● **ACTION ITEM**
Return each line below holding the string "Debug".

Dataset entries

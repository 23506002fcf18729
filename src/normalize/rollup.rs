// src/normalize/rollup.rs
//! Yearly rollups derived from monthly records.

use std::collections::BTreeMap;

use chrono::Datelike;

use super::period::year_end;
use super::{CanonicalRecord, PeriodKind};

/// Completeness gate for yearly rollups. Deliberately no `Default`: each
/// pipeline has to state which behavior its consumers expect.
#[derive(Debug, Clone, Copy, PartialEq, Eq)]
pub enum RollupPolicy {
    /// Sum whatever months are present; mid-year this yields year-to-date.
    Unconditional,
    /// Emit a year only when all twelve months are present.
    CompleteYearsOnly,
}

/// Derive yearly records from monthly ones: per (type, year) the value is
/// the sum of the monthly values and the period is Dec 31. The input must
/// already be deduplicated; overlapping documents would otherwise count the
/// same month twice.
pub fn yearly_rollups(monthly: &[CanonicalRecord], policy: RollupPolicy) -> Vec<CanonicalRecord> {
    struct Group<'a> {
        sum: f64,
        seen_months: u16,
        first: &'a CanonicalRecord,
    }

    let mut groups: BTreeMap<(i32, i32), Group<'_>> = BTreeMap::new();
    for record in monthly {
        if record.period_kind != PeriodKind::Month {
            continue;
        }
        let group = groups
            .entry((record.type_code, record.period.year()))
            .or_insert(Group {
                sum: 0.0,
                seen_months: 0,
                first: record,
            });
        group.sum += record.value;
        group.seen_months |= 1 << (record.period.month() - 1);
    }

    let mut yearly = Vec::new();
    for ((type_code, year), group) in groups {
        if policy == RollupPolicy::CompleteYearsOnly && group.seen_months.count_ones() != 12 {
            continue;
        }
        let Some(period) = year_end(year) else { continue };
        yearly.push(CanonicalRecord {
            load_date: group.first.load_date,
            package_id: group.first.package_id,
            type_code,
            type_description: group.first.type_description.clone(),
            value: group.sum,
            rate: None,
            period,
            period_kind: PeriodKind::Year,
        });
    }
    yearly
}

#[cfg(test)]
mod tests {
    use super::*;
    use crate::normalize::period::last_day_of_month;
    use chrono::NaiveDate;

    fn month_record(code: i32, year: i32, month: u32, value: f64) -> CanonicalRecord {
        CanonicalRecord {
            load_date: NaiveDate::from_ymd_opt(2025, 1, 10)
                .unwrap()
                .and_hms_opt(8, 30, 0)
                .unwrap(),
            package_id: 11,
            type_code: code,
            type_description: format!("type {code}"),
            value,
            rate: None,
            period: last_day_of_month(year, month).unwrap(),
            period_kind: PeriodKind::Month,
        }
    }

    #[test]
    fn twelve_months_roll_into_one_year_record() {
        let monthly: Vec<_> = (1..=12).map(|m| month_record(2, 2023, m, 1.0)).collect();
        let yearly = yearly_rollups(&monthly, RollupPolicy::CompleteYearsOnly);
        assert_eq!(yearly.len(), 1);
        let year = &yearly[0];
        assert_eq!(year.value, 12.0);
        assert_eq!(year.period, NaiveDate::from_ymd_opt(2023, 12, 31).unwrap());
        assert_eq!(year.period_kind, PeriodKind::Year);
        assert_eq!(year.type_description, "type 2");
        assert_eq!(year.package_id, 11);
    }

    #[test]
    fn incomplete_years_are_suppressed_by_the_strict_policy() {
        let monthly: Vec<_> = (1..=11).map(|m| month_record(2, 2023, m, 1.0)).collect();
        assert!(yearly_rollups(&monthly, RollupPolicy::CompleteYearsOnly).is_empty());
    }

    #[test]
    fn unconditional_policy_sums_what_is_there() {
        let monthly: Vec<_> = (1..=3).map(|m| month_record(2, 2024, m, 10.0)).collect();
        let yearly = yearly_rollups(&monthly, RollupPolicy::Unconditional);
        assert_eq!(yearly.len(), 1);
        assert_eq!(yearly[0].value, 30.0);
        assert_eq!(yearly[0].period, NaiveDate::from_ymd_opt(2024, 12, 31).unwrap());
    }

    #[test]
    fn types_and_years_group_independently() {
        let mut monthly = vec![
            month_record(2, 2023, 12, 5.0),
            month_record(2, 2024, 1, 7.0),
        ];
        monthly.push(month_record(4, 2024, 1, 100.0));
        let mut yearly = yearly_rollups(&monthly, RollupPolicy::Unconditional);
        yearly.sort_by_key(|r| (r.type_code, r.period));
        assert_eq!(yearly.len(), 3);
        assert_eq!((yearly[0].type_code, yearly[0].value), (2, 5.0));
        assert_eq!((yearly[1].type_code, yearly[1].value), (2, 7.0));
        assert_eq!((yearly[2].type_code, yearly[2].value), (4, 100.0));
    }

    #[test]
    fn existing_yearly_rows_are_ignored() {
        let mut year_row = month_record(2, 2023, 6, 40.0);
        year_row.period_kind = PeriodKind::Year;
        let monthly = vec![year_row, month_record(2, 2023, 1, 1.0)];
        let yearly = yearly_rollups(&monthly, RollupPolicy::Unconditional);
        assert_eq!(yearly.len(), 1);
        assert_eq!(yearly[0].value, 1.0);
    }
}
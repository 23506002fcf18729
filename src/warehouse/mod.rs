// src/warehouse/mod.rs
pub mod pg;

pub use pg::PgWarehouse;

use anyhow::Result;
use async_trait::async_trait;

use crate::normalize::CanonicalRecord;

/// Which column set a target table carries.
#[derive(Debug, Clone, Copy, PartialEq, Eq)]
pub enum TableColumns {
    /// Value plus PERIOD and PERIOD_TYPE; monthly and yearly rows side by
    /// side.
    ValueWithKind,
    /// Value plus RATE_PERCENTAGE and PERIOD; monthly rows only.
    IssuedWithRate,
}

/// One target table: its name, its pipeline-specific value column and which
/// of the two column shapes it uses.
#[derive(Debug, Clone)]
pub struct TableSpec {
    pub name: &'static str,
    pub value_column: &'static str,
    pub columns: TableColumns,
}

impl TableSpec {
    /// INSERT statement for this table. Bind order must match
    /// `pg::bind_record`.
    pub fn insert_sql(&self) -> String {
        match self.columns {
            TableColumns::ValueWithKind => format!(
                "INSERT INTO {} (LOAD_DATE, PACKAGE_ID, TYPE, TYPE_DESCRIPTION, {}, PERIOD, PERIOD_TYPE) \
                 VALUES ($1, $2, $3, $4, $5, $6, $7)",
                self.name, self.value_column
            ),
            TableColumns::IssuedWithRate => format!(
                "INSERT INTO {} (LOAD_DATE, PACKAGE_ID, TYPE, TYPE_DESCRIPTION, {}, RATE_PERCENTAGE, PERIOD) \
                 VALUES ($1, $2, $3, $4, $5, $6, $7)",
                self.name, self.value_column
            ),
        }
    }
}

/// Whether a batch loads in one transaction or row by row.
#[derive(Debug, Clone, Copy, PartialEq, Eq)]
pub enum WriteDiscipline {
    /// Single transaction; any failure rolls the whole batch back.
    Atomic,
    /// Row by row; failures are counted and logged, the rest still lands.
    PerRecord,
}

/// What an insert attempt did.
#[derive(Debug, Clone, Copy, Default, PartialEq, Eq)]
pub struct InsertOutcome {
    pub inserted: usize,
    pub failed: usize,
}

/// The two operations the engine needs from the analytical store, plus the
/// derived package versioning. Tests slot in a memory implementation.
#[async_trait]
pub trait Warehouse {
    /// Highest PACKAGE_ID currently in `table`, 0 when empty.
    async fn current_max_package_id(&self, table: &TableSpec) -> Result<i64>;

    async fn insert_records(
        &self,
        table: &TableSpec,
        discipline: WriteDiscipline,
        records: &[CanonicalRecord],
    ) -> Result<InsertOutcome>;

    /// Version for the batch being built: current max plus one, so an empty
    /// table starts at 1. Read once per run, before any record is stamped;
    /// concurrent runs are excluded by the scheduler, not here.
    async fn next_package_id(&self, table: &TableSpec) -> Result<i64> {
        Ok(self.current_max_package_id(table).await? + 1)
    }
}

#[cfg(test)]
mod tests {
    use super::*;

    #[test]
    fn value_with_kind_tables_write_period_type() {
        let table = TableSpec {
            name: "DWH.D_LENDING_APK_BVU_RK",
            value_column: "AGRICULTURAL_INDUSTRY",
            columns: TableColumns::ValueWithKind,
        };
        assert_eq!(
            table.insert_sql(),
            "INSERT INTO DWH.D_LENDING_APK_BVU_RK (LOAD_DATE, PACKAGE_ID, TYPE, \
             TYPE_DESCRIPTION, AGRICULTURAL_INDUSTRY, PERIOD, PERIOD_TYPE) \
             VALUES ($1, $2, $3, $4, $5, $6, $7)"
        );
    }

    #[test]
    fn rate_tables_write_the_rate_instead() {
        let table = TableSpec {
            name: "DWH.D_LENDING_TOTAL_BVU_RK",
            value_column: "ISSUED_MONTH_KZT",
            columns: TableColumns::IssuedWithRate,
        };
        assert_eq!(
            table.insert_sql(),
            "INSERT INTO DWH.D_LENDING_TOTAL_BVU_RK (LOAD_DATE, PACKAGE_ID, TYPE, \
             TYPE_DESCRIPTION, ISSUED_MONTH_KZT, RATE_PERCENTAGE, PERIOD) \
             VALUES ($1, $2, $3, $4, $5, $6, $7)"
        );
    }
}
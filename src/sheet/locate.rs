// src/sheet/locate.rs
//! Keyword location. The reports shuffle rows between editions, so values
//! are found by matching a phrase against the leading labels instead of
//! trusting fixed coordinates. First match wins: the canonical row sits
//! before any repeated or footnote occurrence of the same phrase.

use super::SheetTable;

/// First row whose leading (column 0) cell contains `phrase`,
/// case-insensitively.
pub fn find_row(sheet: &SheetTable, phrase: &str) -> Option<usize> {
    let needle = phrase.to_lowercase();
    (0..sheet.height()).find(|&row| {
        sheet
            .cell(row, 0)
            .text()
            .map(|label| label.to_lowercase().contains(&needle))
            .unwrap_or(false)
    })
}

/// First column in `row` whose cell contains `phrase`, case-insensitively.
pub fn find_col(sheet: &SheetTable, row: usize, phrase: &str) -> Option<usize> {
    let needle = phrase.to_lowercase();
    (0..sheet.width()).find(|&col| {
        sheet
            .cell(row, col)
            .text()
            .map(|label| label.to_lowercase().contains(&needle))
            .unwrap_or(false)
    })
}
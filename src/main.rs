// src/main.rs
use anyhow::Result;
use clap::{Parser, ValueEnum};
use nbkscraper::{config::Settings, pipeline, warehouse::PgWarehouse};
use reqwest::Client;
use std::fs;
use tracing::info;
use tracing_subscriber::{fmt, EnvFilter};

/// Scrape National Bank lending reports and load them into the warehouse.
#[derive(Parser, Debug)]
#[command(version, about)]
struct Args {
    /// Report family to run.
    #[arg(long, value_enum)]
    pipeline: PipelineKind,

    /// Print the final records as JSON lines instead of writing them.
    #[arg(long)]
    dry_run: bool,
}

#[derive(Debug, Clone, Copy, ValueEnum)]
enum PipelineKind {
    /// Aggregate business lending, agriculture row.
    Agri,
    /// Lending by economic activity, selected industries.
    Industries,
    /// Economy-wide lending with weighted average rates.
    Total,
}

#[tokio::main]
async fn main() -> Result<()> {
    // ─── 1) init logging ─────────────────────────────────────────────
    dotenvy::dotenv().ok();
    let env = EnvFilter::try_from_default_env().unwrap_or_else(|_| EnvFilter::new("info"));
    fmt::Subscriber::builder().with_env_filter(env).init();

    // ─── 2) configure ────────────────────────────────────────────────
    let args = Args::parse();
    let settings = Settings::from_env()?;
    fs::create_dir_all(&settings.download_dir)?;

    let spec = match args.pipeline {
        PipelineKind::Agri => pipeline::agri::spec(),
        PipelineKind::Industries => pipeline::industries::spec(),
        PipelineKind::Total => pipeline::total::spec(),
    };
    info!(pipeline = spec.name, dry_run = args.dry_run, "startup");

    // ─── 3) connect and run ──────────────────────────────────────────
    let client = Client::new();
    let warehouse = PgWarehouse::connect(&settings.warehouse).await?;
    let summary = pipeline::run(&spec, &settings, &client, &warehouse, args.dry_run).await?;

    info!(
        package_id = summary.package_id,
        documents = summary.documents,
        skipped_documents = summary.skipped_documents,
        records = summary.records,
        inserted = summary.inserted,
        failed = summary.failed,
        "done"
    );
    Ok(())
}
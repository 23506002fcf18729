//! Scraper and normalization engine for the National Bank's published
//! lending statistics: crawls the rubric listing pages, downloads the
//! monthly XLSX reports, reconstructs their merged-cell headers into
//! canonical records and loads them into the analytical warehouse.

pub mod config;
pub mod fetch;
pub mod normalize;
pub mod pipeline;
pub mod sheet;
pub mod warehouse;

● **SOLUTION TO THE PROBLEM**
#[derive(Debug, Clone, Copy, PartialEq, Eq)]
#[derive(Debug, Clone, Copy, PartialEq, Eq)]
#[derive(Debug, Clone)]
#[derive(Debug, Clone, Copy, PartialEq, Eq)]
#[derive(Debug, Clone, Copy, Default, PartialEq, Eq)]
#[derive(Parser, Debug)]
#[derive(Debug, Clone, Copy, ValueEnum)]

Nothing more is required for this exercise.